[Records from a data collection]
__________________________________________________
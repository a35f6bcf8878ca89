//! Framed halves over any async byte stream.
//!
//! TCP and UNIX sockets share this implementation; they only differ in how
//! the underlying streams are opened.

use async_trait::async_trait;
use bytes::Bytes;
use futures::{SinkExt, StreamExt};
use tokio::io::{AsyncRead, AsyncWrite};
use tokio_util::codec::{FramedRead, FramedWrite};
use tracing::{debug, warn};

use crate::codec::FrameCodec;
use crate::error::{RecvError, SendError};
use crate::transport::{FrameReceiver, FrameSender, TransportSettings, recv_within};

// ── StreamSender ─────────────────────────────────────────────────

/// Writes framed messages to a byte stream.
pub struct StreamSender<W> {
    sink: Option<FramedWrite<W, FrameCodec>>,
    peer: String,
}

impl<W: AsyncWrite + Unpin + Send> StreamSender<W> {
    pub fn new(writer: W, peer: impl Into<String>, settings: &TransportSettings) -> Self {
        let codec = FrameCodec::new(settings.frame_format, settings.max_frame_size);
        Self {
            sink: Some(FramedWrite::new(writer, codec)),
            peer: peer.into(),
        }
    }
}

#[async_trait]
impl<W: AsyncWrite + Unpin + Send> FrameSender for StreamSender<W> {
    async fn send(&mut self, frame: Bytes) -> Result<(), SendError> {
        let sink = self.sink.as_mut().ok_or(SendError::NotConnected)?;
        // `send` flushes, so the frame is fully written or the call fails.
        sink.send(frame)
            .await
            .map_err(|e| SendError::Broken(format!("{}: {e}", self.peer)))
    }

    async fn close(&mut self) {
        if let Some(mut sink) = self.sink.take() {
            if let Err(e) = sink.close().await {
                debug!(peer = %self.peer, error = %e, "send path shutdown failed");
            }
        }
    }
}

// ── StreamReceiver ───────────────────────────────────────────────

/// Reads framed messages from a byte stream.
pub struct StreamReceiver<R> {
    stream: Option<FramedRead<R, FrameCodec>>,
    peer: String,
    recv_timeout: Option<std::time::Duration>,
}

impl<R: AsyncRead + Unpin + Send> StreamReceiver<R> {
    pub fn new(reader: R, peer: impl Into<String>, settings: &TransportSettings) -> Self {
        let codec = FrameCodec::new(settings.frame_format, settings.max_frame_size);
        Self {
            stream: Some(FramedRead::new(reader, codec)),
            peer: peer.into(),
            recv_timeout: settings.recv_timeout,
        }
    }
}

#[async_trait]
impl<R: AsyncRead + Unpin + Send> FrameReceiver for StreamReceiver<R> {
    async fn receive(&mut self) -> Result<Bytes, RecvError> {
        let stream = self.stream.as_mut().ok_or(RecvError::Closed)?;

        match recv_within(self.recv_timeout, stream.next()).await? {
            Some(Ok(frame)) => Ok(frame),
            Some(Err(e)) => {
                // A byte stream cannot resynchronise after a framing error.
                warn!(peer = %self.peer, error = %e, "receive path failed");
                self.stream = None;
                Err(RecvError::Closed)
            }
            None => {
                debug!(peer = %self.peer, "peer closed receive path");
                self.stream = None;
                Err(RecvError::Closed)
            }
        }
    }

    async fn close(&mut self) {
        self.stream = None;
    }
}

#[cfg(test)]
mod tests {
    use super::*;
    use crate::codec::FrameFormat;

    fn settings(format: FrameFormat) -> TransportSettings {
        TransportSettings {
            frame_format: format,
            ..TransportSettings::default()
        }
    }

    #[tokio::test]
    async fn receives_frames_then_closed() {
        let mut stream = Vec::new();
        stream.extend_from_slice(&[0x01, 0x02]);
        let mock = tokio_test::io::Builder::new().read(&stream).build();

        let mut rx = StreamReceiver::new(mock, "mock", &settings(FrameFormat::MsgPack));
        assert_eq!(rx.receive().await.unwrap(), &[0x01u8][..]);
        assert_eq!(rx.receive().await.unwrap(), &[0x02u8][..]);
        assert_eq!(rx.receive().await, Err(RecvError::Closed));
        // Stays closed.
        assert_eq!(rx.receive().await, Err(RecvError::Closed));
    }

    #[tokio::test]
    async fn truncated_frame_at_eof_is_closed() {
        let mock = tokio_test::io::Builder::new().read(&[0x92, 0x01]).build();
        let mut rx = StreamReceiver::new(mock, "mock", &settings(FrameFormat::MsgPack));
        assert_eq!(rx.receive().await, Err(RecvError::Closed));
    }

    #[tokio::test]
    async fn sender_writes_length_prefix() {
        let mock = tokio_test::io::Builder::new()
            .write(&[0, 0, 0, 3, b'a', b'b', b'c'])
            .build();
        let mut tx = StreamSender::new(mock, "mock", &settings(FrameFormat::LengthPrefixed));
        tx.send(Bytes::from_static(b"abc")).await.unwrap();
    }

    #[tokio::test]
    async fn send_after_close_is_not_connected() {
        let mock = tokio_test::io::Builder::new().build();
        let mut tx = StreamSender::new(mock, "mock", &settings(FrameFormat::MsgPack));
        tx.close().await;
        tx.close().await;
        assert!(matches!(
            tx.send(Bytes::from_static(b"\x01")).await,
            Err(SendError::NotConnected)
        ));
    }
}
__________________________________________________
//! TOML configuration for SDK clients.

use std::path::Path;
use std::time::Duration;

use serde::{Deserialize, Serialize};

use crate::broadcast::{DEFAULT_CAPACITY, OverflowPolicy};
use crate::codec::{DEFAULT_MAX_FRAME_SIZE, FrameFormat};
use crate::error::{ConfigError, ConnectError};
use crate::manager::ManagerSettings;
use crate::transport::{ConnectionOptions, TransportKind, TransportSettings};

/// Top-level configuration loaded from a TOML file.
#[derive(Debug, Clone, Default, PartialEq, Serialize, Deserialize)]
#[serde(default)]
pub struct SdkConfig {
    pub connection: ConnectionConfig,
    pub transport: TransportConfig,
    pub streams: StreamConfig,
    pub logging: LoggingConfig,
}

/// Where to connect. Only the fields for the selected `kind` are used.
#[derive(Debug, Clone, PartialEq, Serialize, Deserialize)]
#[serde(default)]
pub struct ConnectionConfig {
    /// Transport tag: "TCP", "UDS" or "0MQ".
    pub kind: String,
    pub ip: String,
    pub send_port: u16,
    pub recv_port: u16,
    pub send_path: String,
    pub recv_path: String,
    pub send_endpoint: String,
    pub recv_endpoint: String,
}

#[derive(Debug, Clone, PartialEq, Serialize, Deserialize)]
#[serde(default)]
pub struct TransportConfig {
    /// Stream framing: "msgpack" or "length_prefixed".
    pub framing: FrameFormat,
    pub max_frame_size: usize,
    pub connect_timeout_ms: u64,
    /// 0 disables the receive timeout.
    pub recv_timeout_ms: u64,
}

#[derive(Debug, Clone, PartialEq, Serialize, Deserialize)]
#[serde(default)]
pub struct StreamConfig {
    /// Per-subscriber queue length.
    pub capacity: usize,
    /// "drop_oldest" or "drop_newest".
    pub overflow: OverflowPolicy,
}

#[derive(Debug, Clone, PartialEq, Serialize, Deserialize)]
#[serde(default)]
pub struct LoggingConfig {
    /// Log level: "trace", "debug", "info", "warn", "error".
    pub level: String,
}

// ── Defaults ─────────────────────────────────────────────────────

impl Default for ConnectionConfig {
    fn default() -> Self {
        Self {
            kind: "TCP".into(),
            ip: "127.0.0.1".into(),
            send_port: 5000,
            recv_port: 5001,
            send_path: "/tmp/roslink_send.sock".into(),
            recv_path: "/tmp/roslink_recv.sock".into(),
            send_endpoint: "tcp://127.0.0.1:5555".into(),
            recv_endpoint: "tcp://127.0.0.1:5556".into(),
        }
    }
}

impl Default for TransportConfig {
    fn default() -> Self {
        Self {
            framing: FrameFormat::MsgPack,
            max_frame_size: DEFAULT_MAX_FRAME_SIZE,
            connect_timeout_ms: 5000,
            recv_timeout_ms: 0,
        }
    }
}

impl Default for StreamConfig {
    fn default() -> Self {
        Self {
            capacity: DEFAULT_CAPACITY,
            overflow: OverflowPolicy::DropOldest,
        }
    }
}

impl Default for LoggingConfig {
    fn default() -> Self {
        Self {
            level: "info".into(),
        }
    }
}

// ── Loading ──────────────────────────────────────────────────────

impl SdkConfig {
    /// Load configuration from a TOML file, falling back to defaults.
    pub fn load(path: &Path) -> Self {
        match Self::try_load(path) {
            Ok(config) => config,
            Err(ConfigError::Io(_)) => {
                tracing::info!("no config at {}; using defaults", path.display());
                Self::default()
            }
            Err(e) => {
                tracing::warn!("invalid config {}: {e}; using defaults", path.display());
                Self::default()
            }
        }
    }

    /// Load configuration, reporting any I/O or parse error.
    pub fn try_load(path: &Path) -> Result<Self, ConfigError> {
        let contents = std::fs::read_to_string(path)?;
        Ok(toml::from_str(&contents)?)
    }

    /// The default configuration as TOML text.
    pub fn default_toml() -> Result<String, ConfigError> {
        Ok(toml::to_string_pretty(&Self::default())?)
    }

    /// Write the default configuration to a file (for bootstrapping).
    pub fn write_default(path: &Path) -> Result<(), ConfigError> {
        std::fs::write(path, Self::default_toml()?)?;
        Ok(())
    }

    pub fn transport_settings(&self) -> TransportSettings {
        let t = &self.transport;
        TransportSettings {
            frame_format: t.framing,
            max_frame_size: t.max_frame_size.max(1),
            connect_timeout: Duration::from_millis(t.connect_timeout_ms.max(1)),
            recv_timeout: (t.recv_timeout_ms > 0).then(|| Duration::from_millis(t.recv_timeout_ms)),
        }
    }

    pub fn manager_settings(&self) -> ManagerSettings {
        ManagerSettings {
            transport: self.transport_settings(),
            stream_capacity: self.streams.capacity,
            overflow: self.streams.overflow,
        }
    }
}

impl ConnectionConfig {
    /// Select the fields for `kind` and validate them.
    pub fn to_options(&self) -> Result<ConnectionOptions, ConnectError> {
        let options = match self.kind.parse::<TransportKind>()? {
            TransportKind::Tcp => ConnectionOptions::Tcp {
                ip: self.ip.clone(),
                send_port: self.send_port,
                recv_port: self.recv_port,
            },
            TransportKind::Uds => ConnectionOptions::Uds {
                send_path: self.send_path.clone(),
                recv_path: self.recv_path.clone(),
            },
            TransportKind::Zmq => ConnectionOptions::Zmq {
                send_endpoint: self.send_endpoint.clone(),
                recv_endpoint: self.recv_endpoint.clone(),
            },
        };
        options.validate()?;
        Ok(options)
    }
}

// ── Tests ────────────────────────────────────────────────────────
__________________________________________________
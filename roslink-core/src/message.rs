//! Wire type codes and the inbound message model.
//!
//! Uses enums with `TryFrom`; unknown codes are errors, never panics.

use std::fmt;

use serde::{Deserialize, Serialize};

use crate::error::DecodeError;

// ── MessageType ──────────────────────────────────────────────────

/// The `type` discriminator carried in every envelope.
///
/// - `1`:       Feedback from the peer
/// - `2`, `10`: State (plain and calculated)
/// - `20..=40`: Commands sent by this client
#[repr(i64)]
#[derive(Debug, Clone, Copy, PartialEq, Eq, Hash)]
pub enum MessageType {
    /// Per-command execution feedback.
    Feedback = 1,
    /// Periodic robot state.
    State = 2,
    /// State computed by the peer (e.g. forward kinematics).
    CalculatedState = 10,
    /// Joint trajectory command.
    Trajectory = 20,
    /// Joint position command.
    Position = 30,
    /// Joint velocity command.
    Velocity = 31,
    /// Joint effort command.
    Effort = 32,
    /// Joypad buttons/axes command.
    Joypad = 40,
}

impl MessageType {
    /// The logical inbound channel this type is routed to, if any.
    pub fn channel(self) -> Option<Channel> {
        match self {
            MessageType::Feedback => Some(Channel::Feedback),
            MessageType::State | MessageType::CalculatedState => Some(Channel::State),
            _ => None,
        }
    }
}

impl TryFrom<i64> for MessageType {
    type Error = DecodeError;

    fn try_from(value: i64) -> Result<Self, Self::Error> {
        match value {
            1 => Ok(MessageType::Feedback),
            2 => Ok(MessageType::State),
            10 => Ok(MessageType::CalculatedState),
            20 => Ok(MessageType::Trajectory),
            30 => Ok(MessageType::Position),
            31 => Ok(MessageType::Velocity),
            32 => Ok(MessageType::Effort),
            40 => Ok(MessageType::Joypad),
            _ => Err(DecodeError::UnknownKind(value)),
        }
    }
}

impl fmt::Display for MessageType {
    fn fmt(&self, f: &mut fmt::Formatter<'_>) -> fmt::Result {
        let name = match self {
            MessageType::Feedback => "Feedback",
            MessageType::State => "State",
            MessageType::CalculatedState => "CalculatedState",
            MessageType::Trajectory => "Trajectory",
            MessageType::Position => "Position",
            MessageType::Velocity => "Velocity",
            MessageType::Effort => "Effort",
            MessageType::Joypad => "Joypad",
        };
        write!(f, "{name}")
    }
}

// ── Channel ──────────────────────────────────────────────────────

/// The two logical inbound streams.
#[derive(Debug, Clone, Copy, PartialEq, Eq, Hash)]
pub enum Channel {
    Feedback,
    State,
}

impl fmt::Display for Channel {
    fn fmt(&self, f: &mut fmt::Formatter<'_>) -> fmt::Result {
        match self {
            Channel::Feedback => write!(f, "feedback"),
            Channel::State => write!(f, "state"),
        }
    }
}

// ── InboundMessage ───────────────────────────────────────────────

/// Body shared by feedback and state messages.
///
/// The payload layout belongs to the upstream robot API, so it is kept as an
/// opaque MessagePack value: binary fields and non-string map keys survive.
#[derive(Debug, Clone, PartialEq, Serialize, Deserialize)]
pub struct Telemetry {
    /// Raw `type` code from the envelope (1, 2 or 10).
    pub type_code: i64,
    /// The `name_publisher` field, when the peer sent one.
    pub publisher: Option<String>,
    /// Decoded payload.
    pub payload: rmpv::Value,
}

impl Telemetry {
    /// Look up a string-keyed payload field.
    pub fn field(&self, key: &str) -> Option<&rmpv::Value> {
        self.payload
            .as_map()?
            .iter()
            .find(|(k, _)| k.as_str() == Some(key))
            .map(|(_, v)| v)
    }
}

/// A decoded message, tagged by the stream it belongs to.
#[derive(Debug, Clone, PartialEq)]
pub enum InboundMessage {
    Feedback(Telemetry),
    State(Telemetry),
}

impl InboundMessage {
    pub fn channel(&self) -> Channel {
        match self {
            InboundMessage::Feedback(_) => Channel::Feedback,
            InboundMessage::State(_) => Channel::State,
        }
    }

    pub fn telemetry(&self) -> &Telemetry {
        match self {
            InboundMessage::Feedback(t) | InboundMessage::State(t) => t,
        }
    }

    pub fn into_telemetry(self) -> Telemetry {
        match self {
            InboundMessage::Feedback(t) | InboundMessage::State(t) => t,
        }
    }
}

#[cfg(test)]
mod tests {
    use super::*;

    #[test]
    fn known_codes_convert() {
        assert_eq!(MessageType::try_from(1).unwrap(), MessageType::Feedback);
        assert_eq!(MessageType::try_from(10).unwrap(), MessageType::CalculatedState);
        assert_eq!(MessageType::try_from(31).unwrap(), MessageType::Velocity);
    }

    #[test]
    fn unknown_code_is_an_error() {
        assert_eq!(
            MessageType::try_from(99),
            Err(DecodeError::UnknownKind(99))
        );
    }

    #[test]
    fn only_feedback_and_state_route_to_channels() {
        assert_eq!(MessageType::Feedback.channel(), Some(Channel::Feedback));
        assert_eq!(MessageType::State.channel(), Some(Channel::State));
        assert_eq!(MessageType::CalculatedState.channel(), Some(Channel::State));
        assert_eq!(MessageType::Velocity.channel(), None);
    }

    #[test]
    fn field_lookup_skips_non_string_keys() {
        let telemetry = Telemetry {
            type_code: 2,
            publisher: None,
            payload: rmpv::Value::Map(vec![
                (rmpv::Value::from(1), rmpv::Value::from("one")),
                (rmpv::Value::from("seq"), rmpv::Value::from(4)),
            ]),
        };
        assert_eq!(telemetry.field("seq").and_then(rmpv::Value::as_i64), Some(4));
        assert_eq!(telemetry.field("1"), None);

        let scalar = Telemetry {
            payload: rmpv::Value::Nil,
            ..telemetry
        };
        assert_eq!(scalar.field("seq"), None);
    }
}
__________________________________________________
EXERCISE OBJECTIVE: All that is wanted is an exact copy of the lines above from the one with "warn!(peer = %self.peer, error" through the one with "stream.extend_from_slice(&[0x01, 0x02]);", with both ends included.

RESPONSE TO THIS TASK:
                warn!(peer = %self.peer, error = %e, "receive path failed");
                self.stream = None;
                Err(RecvError::Closed)
            }
            None => {
                debug!(peer = %self.peer, "peer closed receive path");
                self.stream = None;
                Err(RecvError::Closed)
            }
        }
    }

    async fn close(&mut self) {
        self.stream = None;
    }
}

#[cfg(test)]
mod tests {
    use super::*;
    use crate::codec::FrameFormat;

    fn settings(format: FrameFormat) -> TransportSettings {
        TransportSettings {
            frame_format: format,
            ..TransportSettings::default()
        }
    }

    #[tokio::test]
    async fn receives_frames_then_closed() {
        let mut stream = Vec::new();
        stream.extend_from_slice(&[0x01, 0x02]);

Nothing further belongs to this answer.